Les élections législatives ne font pas exception : les abstentions ont de nouveau battu dimanche 12 juin le record du premier tour, atteignant 52,49%. Et on peut craindre que le même scénario ne se reproduise le dimanche 19 : en 2017, 57,36 % des électeurs ne se sont pas rendus au second tour contre 51,3 % une semaine plus tôt. Depuis le changement de calendrier électoral en 2002 – où l’élection présidentielle précède désormais l’élection législative – les abstentions n’ont cessé de croître. Il y a 20 ans, ils étaient 35,6 % à éviter les urnes, soit près de 17 points de moins qu’aujourd’hui.

Car le phénomène de l’abstinence est massif et structurel. Les événements électoraux récents en sont la preuve : en 2019, près de 50 % des Français n’ont pas voté aux élections européennes ; en 2020, ils sont 55,25 % à rester chez eux pour le premier tour des élections municipales ; en 2021 pour les régionales 66,72 %. La seule exception est l’élection présidentielle, avec 26,31% d’abstentions au premier tour, 28,01% au second (chiffres toutefois plus élevés qu’en 2017). Il s’agit à chaque fois des mêmes profils, les plus éloignés de la politique, à savoir : les jeunes, les diplômés, les ouvriers et les employés.

“Désocialisation politique”

Pourtant, en 2022, la campagne des législatives bougeait, notamment à gauche. La création de la Nouvelle Union populaire, écologique et sociale (Nupes, réunissant La France insoumise, le Parti socialiste, le Parti communiste et Europe Ecologie-Les Verts) et son slogan “Melenchon Premier ministre” ont permis la création d’une politique électorale qui vingt ans ont été ceux de la confirmation des résultats de l’élection présidentielle.

Lire l’éditorial du Monde : Législatives 2022 : fin de campagne inappropriée

Avec leur promesse de coexistence, les mélenchonistes se présentent comme les principaux opposants au président de la République Emmanuel Macron.

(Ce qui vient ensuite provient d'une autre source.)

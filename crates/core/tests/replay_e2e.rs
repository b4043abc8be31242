//! End-to-end tests for the replay engine against real repositories.
//!
//! Each test builds a scratch repository with `git2` inside a `TempDir`,
//! runs a full pass through [`ReplayEngine`] with the real [`GitClient`],
//! and inspects the resulting branch.

use std::path::Path;

use git2::{Commit, Repository, RepositoryInitOptions, Signature};
use tempfile::TempDir;

use pickwise_core::errors::ReplayError;
use pickwise_core::models::ReplayOptions;
use pickwise_core::{GitClient, ReplayEngine, ReplayRequest, StopReason, VcsBackend};

// ===========================================================================
// Helpers
// ===========================================================================

fn init_repo() -> (TempDir, Repository) {
    let dir = tempfile::tempdir().unwrap();
    let mut opts = RepositoryInitOptions::new();
    opts.initial_head("main");
    let repo = Repository::init_opts(dir.path(), &opts).unwrap();
    let mut cfg = repo.config().unwrap();
    cfg.set_str("user.name", "Release Bot").unwrap();
    cfg.set_str("user.email", "bot@example.com").unwrap();
    (dir, repo)
}

fn commit_file(repo: &Repository, path: &str, content: &str, message: &str) {
    let workdir = repo.workdir().unwrap();
    let full = workdir.join(path);
    if let Some(parent) = full.parent() {
        std::fs::create_dir_all(parent).unwrap();
    }
    std::fs::write(&full, content).unwrap();
    let mut index = repo.index().unwrap();
    index.add_path(Path::new(path)).unwrap();
    index.write().unwrap();
    let tree = repo.find_tree(index.write_tree().unwrap()).unwrap();
    let sig = Signature::now("Dev", "dev@example.com").unwrap();
    let parent = repo.head().ok().and_then(|h| h.peel_to_commit().ok());
    let parents: Vec<&Commit> = parent.iter().collect();
    repo.commit(Some("HEAD"), &sig, &sig, message, &tree, &parents).unwrap();
}

fn switch(repo: &Repository, branch: &str) {
    let refname = format!("refs/heads/{}", branch);
    let obj = repo.revparse_single(&refname).unwrap();
    repo.checkout_tree(&obj, Some(git2::build::CheckoutBuilder::new().force())).unwrap();
    repo.set_head(&refname).unwrap();
}

fn branch_here(repo: &Repository, name: &str) {
    let head = repo.head().unwrap().peel_to_commit().unwrap();
    repo.branch(name, &head, false).unwrap();
}

fn messages_on(repo: &Repository, branch: &str) -> Vec<String> {
    let tip = repo.revparse_single(branch).unwrap().peel_to_commit().unwrap();
    let mut walk = repo.revwalk().unwrap();
    walk.set_sorting(git2::Sort::TOPOLOGICAL).unwrap();
    walk.push(tip.id()).unwrap();
    walk.map(|oid| {
        let c = repo.find_commit(oid.unwrap()).unwrap();
        c.summary().unwrap_or("").to_string()
    })
    .collect()
}

/// Commits `path` on top of HEAD as a merge of HEAD and `other`.
fn commit_merge(repo: &Repository, other: &str, path: &str, content: &str, message: &str) {
    std::fs::write(repo.workdir().unwrap().join(path), content).unwrap();
    let mut index = repo.index().unwrap();
    index.add_path(Path::new(path)).unwrap();
    index.write().unwrap();
    let tree = repo.find_tree(index.write_tree().unwrap()).unwrap();
    let sig = Signature::now("Dev", "dev@example.com").unwrap();
    let head = repo.head().unwrap().peel_to_commit().unwrap();
    let side = repo.revparse_single(other).unwrap().peel_to_commit().unwrap();
    repo.commit(Some("HEAD"), &sig, &sig, message, &tree, &[&head, &side]).unwrap();
}

/// `release` holds the base; `develop` adds five commits, three of them
/// tagged `[hotfix]`. `release` also edits `app.txt` so that the second
/// hotfix, which edits the same line, conflicts.
fn release_scenario(conflicting: bool) -> (TempDir, Repository) {
    let (dir, repo) = init_repo();
    commit_file(&repo, "app.txt", "version 1\n", "initial");
    branch_here(&repo, "release");
    branch_here(&repo, "develop");

    switch(&repo, "develop");
    commit_file(&repo, "docs/a.md", "a\n", "[hotfix] docs a");
    commit_file(&repo, "feature.txt", "new feature\n", "big feature");
    commit_file(&repo, "app.txt", "version 2\n", "[hotfix] bump app");
    commit_file(&repo, "docs/b.md", "b\n", "[HOTFIX] wrong case");
    commit_file(&repo, "docs/c.md", "c\n", "[hotfix] docs c");

    switch(&repo, "release");
    if conflicting {
        commit_file(&repo, "app.txt", "version 1.1\n", "release patch");
    }
    switch(&repo, "main");
    (dir, repo)
}

// ===========================================================================
// Tests
// ===========================================================================

#[test]
fn test_replays_matching_commits_onto_target() {
    let (dir, repo) = release_scenario(false);
    let client = GitClient::new(dir.path()).unwrap();
    let mut engine = ReplayEngine::new(client, ReplayOptions { record_origin: true, ..Default::default() });

    let report = engine
        .run(&ReplayRequest::new("develop", "release", "[hotfix]"), &mut ())
        .unwrap();

    assert!(report.is_completed());
    assert_eq!(report.applied.len(), 3);
    assert_eq!(engine.backend().current_branch().unwrap(), "release");
    assert_eq!(
        messages_on(&repo, "release"),
        vec!["[hotfix] docs c", "[hotfix] bump app", "[hotfix] docs a", "initial"]
    );

    let head = repo.revparse_single("release").unwrap().peel_to_commit().unwrap();
    assert!(head.message().unwrap().contains("(cherry picked from commit "));
    assert!(dir.path().join("docs/c.md").exists());
    assert!(!dir.path().join("feature.txt").exists());
    assert!(!dir.path().join("docs/b.md").exists());
}

#[test]
fn test_conflict_stops_and_restores_branch() {
    let (dir, repo) = release_scenario(true);
    let before = repo.revparse_single("release").unwrap().id();
    let client = GitClient::new(dir.path()).unwrap();
    let mut engine = ReplayEngine::new(client, ReplayOptions::default());

    let report = engine
        .run(&ReplayRequest::new("develop", "release", "[hotfix]"), &mut ())
        .unwrap();

    assert_eq!(report.matched.len(), 3);
    assert_eq!(report.applied.len(), 1);
    let StopReason::Conflict { commit, diagnoses } = &report.stop else {
        panic!("expected conflict, got {:?}", report.stop);
    };
    assert_eq!(commit.summary(), "[hotfix] bump app");
    assert_eq!(diagnoses.len(), 1);

    let diag = &diagnoses[0];
    assert_eq!(diag.path, "app.txt");
    let target: Vec<&str> = diag.target_history.as_ref().unwrap().iter().map(|c| c.summary()).collect();
    assert_eq!(target, vec!["release patch", "initial"]);
    let source: Vec<&str> = diag.source_history.as_ref().unwrap().iter().map(|c| c.summary()).collect();
    assert_eq!(source, vec!["[hotfix] bump app", "initial"]);
    let diff = diag.diff.as_ref().unwrap();
    assert!(diff.contains("-version 1.1"));
    assert!(diff.contains("+version 2"));

    // First hotfix stays, the conflicting one is gone, the tree is clean.
    let client = engine.into_backend();
    assert!(!client.is_dirty().unwrap());
    let head = repo.revparse_single("release").unwrap().peel_to_commit().unwrap();
    assert_eq!(head.parent_id(0).unwrap(), before);
    assert_eq!(std::fs::read_to_string(dir.path().join("app.txt")).unwrap(), "version 1.1\n");
    assert!(!dir.path().join("docs/c.md").exists());
}

#[test]
fn test_dirty_working_copy_leaves_branch_alone() {
    let (dir, repo) = release_scenario(false);
    std::fs::write(dir.path().join("app.txt"), "local edit, uncommitted\n").unwrap();
    let client = GitClient::new(dir.path()).unwrap();
    let mut engine = ReplayEngine::new(client, ReplayOptions::default());

    let result = engine.run(&ReplayRequest::new("develop", "release", "[hotfix]"), &mut ());
    assert!(matches!(result, Err(ReplayError::DirtyWorkingCopy)));
    assert_eq!(engine.backend().current_branch().unwrap(), "main");
    assert_eq!(messages_on(&repo, "release"), vec!["initial"]);
}

#[test]
fn test_unknown_target_branch_is_an_error() {
    let (dir, _repo) = release_scenario(false);
    let client = GitClient::new(dir.path()).unwrap();
    let mut engine = ReplayEngine::new(client, ReplayOptions::default());

    let result = engine.run(&ReplayRequest::new("develop", "nope", "[hotfix]"), &mut ());
    assert!(matches!(result, Err(ReplayError::GitError(_))));
}

#[test]
fn test_no_matching_commits() {
    let (dir, repo) = release_scenario(false);
    let client = GitClient::new(dir.path()).unwrap();
    let mut engine = ReplayEngine::new(client, ReplayOptions::default());

    let report = engine
        .run(&ReplayRequest::new("develop", "release", "JIRA-404"), &mut ())
        .unwrap();
    assert!(report.is_completed());
    assert!(report.matched.is_empty());
    assert_eq!(messages_on(&repo, "release"), vec!["initial"]);
}

#[test]
fn test_plan_lists_without_checkout() {
    let (dir, _repo) = release_scenario(false);
    let client = GitClient::new(dir.path()).unwrap();
    let engine = ReplayEngine::new(client, ReplayOptions::default());

    let planned = engine.plan(&ReplayRequest::new("develop", "release", "[hotfix]")).unwrap();
    let summaries: Vec<&str> = planned.iter().map(|c| c.summary()).collect();
    assert_eq!(summaries, vec!["[hotfix] docs a", "[hotfix] bump app", "[hotfix] docs c"]);
    assert_eq!(engine.backend().current_branch().unwrap(), "main");
}

#[test]
fn test_mainline_replays_plain_commits_and_merges() {
    let (dir, repo) = init_repo();
    commit_file(&repo, "app.txt", "version 1\n", "initial");
    branch_here(&repo, "release");
    branch_here(&repo, "develop");
    branch_here(&repo, "side");

    switch(&repo, "side");
    commit_file(&repo, "side.txt", "from side\n", "side work");
    switch(&repo, "develop");
    commit_file(&repo, "plain.txt", "plain\n", "PICK plain");
    commit_merge(&repo, "side", "side.txt", "from side\n", "PICK merge");
    switch(&repo, "main");

    let client = GitClient::new(dir.path()).unwrap();
    let mut engine = ReplayEngine::new(client, ReplayOptions { mainline: Some(1), ..Default::default() });
    let report = engine
        .run(&ReplayRequest::new("develop", "release", "PICK"), &mut ())
        .unwrap();

    assert!(report.is_completed(), "stopped with {:?}", report.stop);
    assert_eq!(report.matched.len(), 2);
    assert_eq!(report.applied.len(), 2);
    assert_eq!(messages_on(&repo, "release"), vec!["PICK merge", "PICK plain", "initial"]);

    // The merge lands as a single-parent commit carrying the side branch's file.
    let head = repo.revparse_single("release").unwrap().peel_to_commit().unwrap();
    assert_eq!(head.parent_count(), 1);
    let tree = head.tree().unwrap();
    assert!(tree.get_path(Path::new("side.txt")).is_ok());
    assert!(tree.get_path(Path::new("plain.txt")).is_ok());
    assert_eq!(std::fs::read_to_string(dir.path().join("side.txt")).unwrap(), "from side\n");
}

Et surtout, ils donnent aux électeurs, frustrés par l’échec de Jean-Luc Mélenchon à se qualifier pour le second tour de l’élection présidentielle, l’opportunité de prendre leur revanche et de gagner, peut-être, un “troisième tour”. Mais ce n’était pas assez.

“L’hyperpolarisation entre Jean-Luc Mélenchon et Emmanuel Macron a mis à l’écart les gens, notamment à droite, qui disaient qu’ils ne pouvaient pas gagner et que ça ne valait pas la peine d’y aller”, a déclaré Bryce Teinturier, directeur général adjoint d’Ipsos. Ainsi, selon une enquête d’Ipsos-Sopra Steria sur le vote en France (réalisée du 8 au 11 juin, sur un échantillon de 3995 personnes, selon la méthode des quotas), 49% des sondés trouvent la campagne « inexistante » ; 36% sont “décevants” et seulement 15% le trouvent “intéressant”. L’électorat de Nupes décide de la même manière, dans des proportions presque égales.